[INPUT FOR THIS TASK]
*** Block opens ***

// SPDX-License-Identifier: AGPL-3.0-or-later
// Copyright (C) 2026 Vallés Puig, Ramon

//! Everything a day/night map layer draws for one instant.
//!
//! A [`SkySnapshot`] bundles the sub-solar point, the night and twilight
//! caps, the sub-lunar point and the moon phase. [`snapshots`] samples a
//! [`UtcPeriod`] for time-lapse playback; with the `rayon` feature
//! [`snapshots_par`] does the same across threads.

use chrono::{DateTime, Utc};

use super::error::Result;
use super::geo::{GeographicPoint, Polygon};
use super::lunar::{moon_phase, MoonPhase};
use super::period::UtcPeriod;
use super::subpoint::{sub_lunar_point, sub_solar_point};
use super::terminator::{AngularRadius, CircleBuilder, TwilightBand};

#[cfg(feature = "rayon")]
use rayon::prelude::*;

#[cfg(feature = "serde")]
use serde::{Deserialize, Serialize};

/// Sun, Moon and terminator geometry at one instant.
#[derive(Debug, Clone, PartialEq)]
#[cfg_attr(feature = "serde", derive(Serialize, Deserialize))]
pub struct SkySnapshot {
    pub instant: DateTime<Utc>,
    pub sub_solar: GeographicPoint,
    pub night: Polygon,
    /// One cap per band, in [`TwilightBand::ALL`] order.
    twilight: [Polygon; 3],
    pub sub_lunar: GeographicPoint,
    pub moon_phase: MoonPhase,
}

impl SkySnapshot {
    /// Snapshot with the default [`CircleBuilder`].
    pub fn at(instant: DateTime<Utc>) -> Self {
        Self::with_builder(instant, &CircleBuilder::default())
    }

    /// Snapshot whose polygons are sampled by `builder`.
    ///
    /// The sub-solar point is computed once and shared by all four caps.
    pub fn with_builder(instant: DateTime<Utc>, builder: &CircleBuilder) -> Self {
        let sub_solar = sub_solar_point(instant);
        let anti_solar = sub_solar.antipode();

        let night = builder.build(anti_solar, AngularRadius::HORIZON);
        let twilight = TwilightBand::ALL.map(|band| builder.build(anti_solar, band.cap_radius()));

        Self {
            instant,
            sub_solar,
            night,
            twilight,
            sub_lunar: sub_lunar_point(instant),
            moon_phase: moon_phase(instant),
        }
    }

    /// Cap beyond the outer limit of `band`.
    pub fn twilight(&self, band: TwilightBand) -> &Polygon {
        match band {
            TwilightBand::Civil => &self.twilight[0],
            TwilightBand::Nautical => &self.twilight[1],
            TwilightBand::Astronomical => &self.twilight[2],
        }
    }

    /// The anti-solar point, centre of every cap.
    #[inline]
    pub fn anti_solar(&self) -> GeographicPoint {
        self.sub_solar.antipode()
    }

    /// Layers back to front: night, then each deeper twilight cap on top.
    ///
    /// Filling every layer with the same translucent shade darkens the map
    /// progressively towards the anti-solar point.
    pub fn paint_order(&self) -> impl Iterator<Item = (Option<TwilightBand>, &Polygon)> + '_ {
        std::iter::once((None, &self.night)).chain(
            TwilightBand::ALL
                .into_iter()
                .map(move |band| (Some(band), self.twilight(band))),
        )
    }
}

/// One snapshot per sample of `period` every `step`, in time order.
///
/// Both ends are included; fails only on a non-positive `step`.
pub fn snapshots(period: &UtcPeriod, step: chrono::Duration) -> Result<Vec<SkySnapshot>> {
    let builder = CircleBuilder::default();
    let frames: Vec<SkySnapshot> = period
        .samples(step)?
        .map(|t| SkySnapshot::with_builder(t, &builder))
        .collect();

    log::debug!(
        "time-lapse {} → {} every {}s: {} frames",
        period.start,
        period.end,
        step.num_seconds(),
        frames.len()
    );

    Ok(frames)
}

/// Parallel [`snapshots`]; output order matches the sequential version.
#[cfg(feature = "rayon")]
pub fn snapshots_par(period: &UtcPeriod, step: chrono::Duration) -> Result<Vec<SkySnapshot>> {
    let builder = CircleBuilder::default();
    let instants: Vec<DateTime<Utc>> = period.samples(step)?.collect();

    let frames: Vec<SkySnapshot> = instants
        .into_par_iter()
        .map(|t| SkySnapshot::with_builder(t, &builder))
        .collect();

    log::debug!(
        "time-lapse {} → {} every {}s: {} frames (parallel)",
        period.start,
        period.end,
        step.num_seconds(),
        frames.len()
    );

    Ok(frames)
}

*** Block closes ***
*** Block opens ***

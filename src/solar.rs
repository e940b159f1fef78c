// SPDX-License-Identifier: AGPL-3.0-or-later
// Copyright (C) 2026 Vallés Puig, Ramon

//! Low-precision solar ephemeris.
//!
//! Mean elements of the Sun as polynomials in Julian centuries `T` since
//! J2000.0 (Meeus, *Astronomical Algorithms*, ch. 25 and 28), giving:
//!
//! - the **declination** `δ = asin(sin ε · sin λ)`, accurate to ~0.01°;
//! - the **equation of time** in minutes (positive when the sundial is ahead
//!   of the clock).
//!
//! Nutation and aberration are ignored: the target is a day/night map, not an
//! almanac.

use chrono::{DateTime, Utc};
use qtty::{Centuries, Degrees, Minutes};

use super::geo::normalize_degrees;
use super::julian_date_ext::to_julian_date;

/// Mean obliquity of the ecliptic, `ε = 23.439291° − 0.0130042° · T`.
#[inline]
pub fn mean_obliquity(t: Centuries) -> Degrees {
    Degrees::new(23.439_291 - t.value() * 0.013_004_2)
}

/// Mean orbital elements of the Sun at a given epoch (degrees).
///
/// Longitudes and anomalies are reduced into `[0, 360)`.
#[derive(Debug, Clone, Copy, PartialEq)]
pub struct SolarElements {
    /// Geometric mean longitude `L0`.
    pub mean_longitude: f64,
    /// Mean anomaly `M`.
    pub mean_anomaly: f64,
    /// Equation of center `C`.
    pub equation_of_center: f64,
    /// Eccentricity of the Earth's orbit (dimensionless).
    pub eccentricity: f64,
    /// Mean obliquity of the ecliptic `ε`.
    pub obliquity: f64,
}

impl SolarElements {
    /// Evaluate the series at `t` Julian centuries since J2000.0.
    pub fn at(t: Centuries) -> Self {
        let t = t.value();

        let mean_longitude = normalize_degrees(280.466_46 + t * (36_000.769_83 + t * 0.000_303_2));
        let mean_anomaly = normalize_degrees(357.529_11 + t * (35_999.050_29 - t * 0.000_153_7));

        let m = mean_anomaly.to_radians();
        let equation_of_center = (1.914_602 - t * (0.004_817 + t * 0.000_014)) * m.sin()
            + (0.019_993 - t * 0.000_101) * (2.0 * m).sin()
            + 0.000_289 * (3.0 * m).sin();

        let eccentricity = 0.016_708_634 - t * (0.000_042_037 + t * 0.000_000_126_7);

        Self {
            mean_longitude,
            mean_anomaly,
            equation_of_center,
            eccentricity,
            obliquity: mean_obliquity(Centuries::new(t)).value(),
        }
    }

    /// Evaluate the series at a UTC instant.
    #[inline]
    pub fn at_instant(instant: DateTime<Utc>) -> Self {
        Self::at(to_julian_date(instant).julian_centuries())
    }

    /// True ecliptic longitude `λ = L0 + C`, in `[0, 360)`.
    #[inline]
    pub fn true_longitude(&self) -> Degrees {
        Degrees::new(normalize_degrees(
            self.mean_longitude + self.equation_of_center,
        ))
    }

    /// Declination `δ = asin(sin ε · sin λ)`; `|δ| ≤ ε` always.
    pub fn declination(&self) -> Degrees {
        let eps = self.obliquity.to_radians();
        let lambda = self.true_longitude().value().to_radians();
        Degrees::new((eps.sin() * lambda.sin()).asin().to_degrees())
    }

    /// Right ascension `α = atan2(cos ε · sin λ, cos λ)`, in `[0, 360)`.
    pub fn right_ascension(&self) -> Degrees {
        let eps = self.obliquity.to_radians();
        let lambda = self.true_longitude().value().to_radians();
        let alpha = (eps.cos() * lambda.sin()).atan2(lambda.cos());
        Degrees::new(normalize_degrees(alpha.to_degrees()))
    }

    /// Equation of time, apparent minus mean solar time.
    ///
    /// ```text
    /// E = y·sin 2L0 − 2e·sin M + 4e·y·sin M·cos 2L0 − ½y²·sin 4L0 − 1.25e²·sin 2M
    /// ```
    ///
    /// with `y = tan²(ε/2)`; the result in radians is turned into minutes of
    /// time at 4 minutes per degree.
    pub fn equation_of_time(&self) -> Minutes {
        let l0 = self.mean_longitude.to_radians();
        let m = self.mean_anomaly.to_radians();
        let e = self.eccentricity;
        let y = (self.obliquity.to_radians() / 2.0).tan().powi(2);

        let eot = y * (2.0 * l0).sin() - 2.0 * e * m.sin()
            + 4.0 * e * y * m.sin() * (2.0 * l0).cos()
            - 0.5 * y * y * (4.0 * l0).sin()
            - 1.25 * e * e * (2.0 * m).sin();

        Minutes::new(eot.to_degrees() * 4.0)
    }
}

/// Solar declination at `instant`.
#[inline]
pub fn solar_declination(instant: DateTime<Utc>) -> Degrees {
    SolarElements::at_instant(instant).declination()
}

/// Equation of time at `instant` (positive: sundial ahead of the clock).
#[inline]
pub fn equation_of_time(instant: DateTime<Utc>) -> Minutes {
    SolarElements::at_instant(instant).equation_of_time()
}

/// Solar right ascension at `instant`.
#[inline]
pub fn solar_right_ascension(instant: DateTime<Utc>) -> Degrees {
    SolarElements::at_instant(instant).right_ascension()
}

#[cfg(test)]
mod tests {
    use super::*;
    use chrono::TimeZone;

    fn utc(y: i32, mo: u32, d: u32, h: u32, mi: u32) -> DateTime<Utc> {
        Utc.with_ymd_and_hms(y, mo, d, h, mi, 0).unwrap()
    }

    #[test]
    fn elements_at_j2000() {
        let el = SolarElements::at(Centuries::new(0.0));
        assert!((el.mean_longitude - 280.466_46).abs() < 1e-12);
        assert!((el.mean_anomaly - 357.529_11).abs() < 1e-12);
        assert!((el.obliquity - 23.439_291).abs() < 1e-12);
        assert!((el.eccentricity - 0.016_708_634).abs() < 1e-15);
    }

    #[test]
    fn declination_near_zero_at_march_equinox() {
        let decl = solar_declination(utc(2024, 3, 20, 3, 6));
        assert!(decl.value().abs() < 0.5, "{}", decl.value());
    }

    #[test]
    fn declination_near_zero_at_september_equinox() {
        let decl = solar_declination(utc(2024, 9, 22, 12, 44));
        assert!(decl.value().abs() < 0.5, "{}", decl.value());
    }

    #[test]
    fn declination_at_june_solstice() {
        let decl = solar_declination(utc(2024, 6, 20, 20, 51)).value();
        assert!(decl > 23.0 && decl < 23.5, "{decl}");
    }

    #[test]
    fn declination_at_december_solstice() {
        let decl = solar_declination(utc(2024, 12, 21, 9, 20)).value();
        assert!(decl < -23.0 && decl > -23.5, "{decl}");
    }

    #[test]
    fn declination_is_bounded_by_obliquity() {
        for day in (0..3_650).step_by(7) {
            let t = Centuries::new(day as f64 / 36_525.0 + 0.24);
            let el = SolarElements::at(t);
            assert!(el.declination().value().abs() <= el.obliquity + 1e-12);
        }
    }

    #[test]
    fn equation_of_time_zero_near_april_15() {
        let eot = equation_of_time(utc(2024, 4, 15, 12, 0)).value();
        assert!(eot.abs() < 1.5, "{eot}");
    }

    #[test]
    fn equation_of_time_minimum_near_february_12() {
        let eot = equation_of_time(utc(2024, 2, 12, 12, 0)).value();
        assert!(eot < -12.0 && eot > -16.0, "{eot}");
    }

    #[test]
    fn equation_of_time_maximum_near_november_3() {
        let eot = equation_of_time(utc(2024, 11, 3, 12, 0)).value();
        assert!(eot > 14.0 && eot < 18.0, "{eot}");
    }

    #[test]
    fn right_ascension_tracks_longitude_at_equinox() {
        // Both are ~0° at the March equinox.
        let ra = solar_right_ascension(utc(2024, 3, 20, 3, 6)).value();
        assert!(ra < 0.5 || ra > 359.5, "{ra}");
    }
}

*** Block closes ***

[INSTRUCTIONS FOR THE TASK] Report only the number of lines, among the records above, that contain the word "same".

[SOLUTION] 2